| What is expected |
From the listing below, copy each line where "StorageResult" occurs.

| Given data |
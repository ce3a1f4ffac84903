//! Village to darkspot adjacency
//!
//! `MatchGraph[v]` is the list of darkspot ids matched to village `v`.
//! Every list is bounded by `max_match`; the background aggregator sizes its
//! scratch buffer from that bound, so a longer list is rejected both when the
//! graph is built and when it is loaded.
//!
//! File layout (the whole file is gzip-compressed):
//! ```text
//! ┌─────────────────────────────────────────┐
//! │ HEADER (24 bytes)                       │
//! │   magic: [u8; 4] = "NLMG"               │
//! │   version: u16                          │
//! │   reserved: u16                         │
//! │   village_count: u32                    │
//! │   max_match: u32                        │
//! │   payload_len: u32                      │
//! │   payload_checksum: u32                 │
//! ├─────────────────────────────────────────┤
//! │ PAYLOAD: bincode Vec<Vec<u32>>          │
//! └─────────────────────────────────────────┘
//! ```

use crate::storage::codec::{create_gz, finish_gz, open_gz};
use crate::storage::error::{StorageError, StorageResult};
use crate::storage::ids::EntityId;
use std::io::{Read, Write};
use std::path::Path;

const GRAPH_MAGIC: [u8; 4] = *b"NLMG";

const GRAPH_VERSION: u16 = 1;

const HEADER_SIZE: usize = 24;

/// Adjacency lists from village id to matched darkspot ids
#[derive(Debug, Clone, PartialEq, Eq)]
pub struct MatchGraph {
    max_match: usize,
    lists: Vec<Vec<EntityId>>,
}

impl MatchGraph {
    pub fn new(max_match: usize) -> Self {
        Self {
            max_match,
            lists: Vec::new(),
        }
    }

    /// Build from complete lists, failing on any list over the bound
    pub fn from_lists(max_match: usize, lists: Vec<Vec<EntityId>>) -> StorageResult<Self> {
        for (village, list) in lists.iter().enumerate() {
            if list.len() > max_match {
                return Err(StorageError::MatchLimitExceeded {
                    village,
                    count: list.len(),
                    max: max_match,
                });
            }
        }
        Ok(Self { max_match, lists })
    }

    /// Append a darkspot to a village's list, growing the table as needed
    pub fn push(&mut self, village: EntityId, darkspot: EntityId) -> StorageResult<()> {
        let v = village as usize;
        if v >= self.lists.len() {
            self.lists.resize_with(v + 1, Vec::new);
        }

        let list = &mut self.lists[v];
        if list.len() >= self.max_match {
            return Err(StorageError::MatchLimitExceeded {
                village: v,
                count: list.len() + 1,
                max: self.max_match,
            });
        }
        list.push(darkspot);
        Ok(())
    }

    /// Matched darkspots of a village (empty for unknown ids)
    pub fn matches(&self, village: usize) -> &[EntityId] {
        self.lists.get(village).map(Vec::as_slice).unwrap_or(&[])
    }

    pub fn iter(&self) -> impl Iterator<Item = &[EntityId]> {
        self.lists.iter().map(Vec::as_slice)
    }

    /// Number of villages (highest village id + 1)
    pub fn village_count(&self) -> usize {
        self.lists.len()
    }

    pub fn max_match(&self) -> usize {
        self.max_match
    }

    /// Highest darkspot id referenced, if any
    pub fn max_darkspot(&self) -> Option<EntityId> {
        self.lists.iter().flatten().copied().max()
    }

    pub fn total_matches(&self) -> usize {
        self.lists.iter().map(Vec::len).sum()
    }

    /// Write the graph to a gzip file
    pub fn save(&self, path: &Path) -> StorageResult<()> {
        let payload = bincode::serialize(&self.lists)?;

        let mut header = [0u8; HEADER_SIZE];
        header[0..4].copy_from_slice(&GRAPH_MAGIC);
        header[4..6].copy_from_slice(&GRAPH_VERSION.to_le_bytes());
        header[8..12].copy_from_slice(&(self.lists.len() as u32).to_le_bytes());
        header[12..16].copy_from_slice(&(self.max_match as u32).to_le_bytes());
        header[16..20].copy_from_slice(&(payload.len() as u32).to_le_bytes());
        header[20..24].copy_from_slice(&crc32fast::hash(&payload).to_le_bytes());

        let mut encoder = create_gz(path)?;
        encoder.write_all(&header)?;
        encoder.write_all(&payload)?;
        finish_gz(encoder)
    }

    /// Load a graph, re-checking every list against `max_match`.
    ///
    /// The bound used is the one passed in, not the one recorded at save
    /// time, since it is the caller's buffers that depend on it.
    pub fn load(path: &Path, max_match: usize) -> StorageResult<Self> {
        let mut reader = open_gz(path)?;
        let mut bytes = Vec::new();
        reader
            .read_to_end(&mut bytes)
            .map_err(|e| StorageError::file(path, e))?;

        if bytes.len() < HEADER_SIZE {
            return Err(StorageError::Corruption(format!(
                "{:?}: match graph shorter than its header",
                path
            )));
        }

        let (header, payload) = bytes.split_at(HEADER_SIZE);
        if header[0..4] != GRAPH_MAGIC {
            return Err(StorageError::Corruption(format!(
                "{:?}: invalid magic {:?}",
                path,
                &header[0..4]
            )));
        }

        let version = u16::from_le_bytes([header[4], header[5]]);
        if version > GRAPH_VERSION {
            return Err(StorageError::Corruption(format!(
                "{:?}: unsupported version {}",
                path, version
            )));
        }

        let village_count = u32::from_le_bytes([header[8], header[9], header[10], header[11]]) as usize;
        let payload_len = u32::from_le_bytes([header[16], header[17], header[18], header[19]]) as usize;
        let stored_checksum = u32::from_le_bytes([header[20], header[21], header[22], header[23]]);

        if payload.len() != payload_len {
            return Err(StorageError::Corruption(format!(
                "{:?}: payload is {} bytes, header says {}",
                path,
                payload.len(),
                payload_len
            )));
        }
        let computed = crc32fast::hash(payload);
        if computed != stored_checksum {
            return Err(StorageError::Corruption(format!(
                "{:?}: checksum mismatch: stored={}, computed={}",
                path, stored_checksum, computed
            )));
        }

        let lists: Vec<Vec<EntityId>> = bincode::deserialize(payload)?;
        if lists.len() != village_count {
            return Err(StorageError::LengthMismatch {
                expected: village_count,
                found: lists.len(),
            });
        }

        Self::from_lists(max_match, lists)
    }
}

#[cfg(test)]
mod tests {
    use super::*;
    use tempfile::tempdir;

    #[test]
    fn test_push_grows_table() {
        let mut graph = MatchGraph::new(4);
        graph.push(2, 7).unwrap();
        graph.push(0, 1).unwrap();
        graph.push(2, 3).unwrap();

        assert_eq!(graph.village_count(), 3);
        assert_eq!(graph.matches(2), &[7, 3]);
        assert!(graph.matches(1).is_empty());
        assert!(graph.matches(99).is_empty());
        assert_eq!(graph.max_darkspot(), Some(7));
        assert_eq!(graph.total_matches(), 3);
    }

    #[test]
    fn test_push_past_bound_fails() {
        let mut graph = MatchGraph::new(2);
        graph.push(0, 0).unwrap();
        graph.push(0, 1).unwrap();

        let err = graph.push(0, 2).unwrap_err();
        assert!(matches!(
            err,
            StorageError::MatchLimitExceeded { village: 0, count: 3, max: 2 }
        ));
        // Nothing was silently truncated or appended
        assert_eq!(graph.matches(0), &[0, 1]);
    }

    #[test]
    fn test_save_and_load() {
        let dir = tempdir().unwrap();
        let path = dir.path().join("matches.bin.gz");

        let graph = MatchGraph::from_lists(3, vec![vec![0, 1], vec![], vec![2, 1, 0]]).unwrap();
        graph.save(&path).unwrap();

        let loaded = MatchGraph::load(&path, 3).unwrap();
        assert_eq!(loaded, graph);
    }

    #[test]
    fn test_load_enforces_callers_bound() {
        let dir = tempdir().unwrap();
        let path = dir.path().join("matches.bin.gz");

        MatchGraph::from_lists(5, vec![vec![0, 1, 2, 3]]).unwrap().save(&path).unwrap();

        let err = MatchGraph::load(&path, 3).unwrap_err();
        assert!(matches!(err, StorageError::MatchLimitExceeded { .. }));
    }

    #[test]
    fn test_load_detects_corruption() {
        let dir = tempdir().unwrap();
        let path = dir.path().join("matches.bin.gz");
        let mut encoder = create_gz(&path).unwrap();
        encoder.write_all(b"NOPE and some more bytes to pass the size").unwrap();
        finish_gz(encoder).unwrap();

        let err = MatchGraph::load(&path, 10).unwrap_err();
        assert!(matches!(err, StorageError::Corruption(_)));
    }
}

| Your response |
use crate::storage::error::{StorageError, StorageResult};
    pub fn from_lists(max_match: usize, lists: Vec<Vec<EntityId>>) -> StorageResult<Self> {
    pub fn push(&mut self, village: EntityId, darkspot: EntityId) -> StorageResult<()> {
    pub fn save(&self, path: &Path) -> StorageResult<()> {
    pub fn load(path: &Path, max_match: usize) -> StorageResult<Self> {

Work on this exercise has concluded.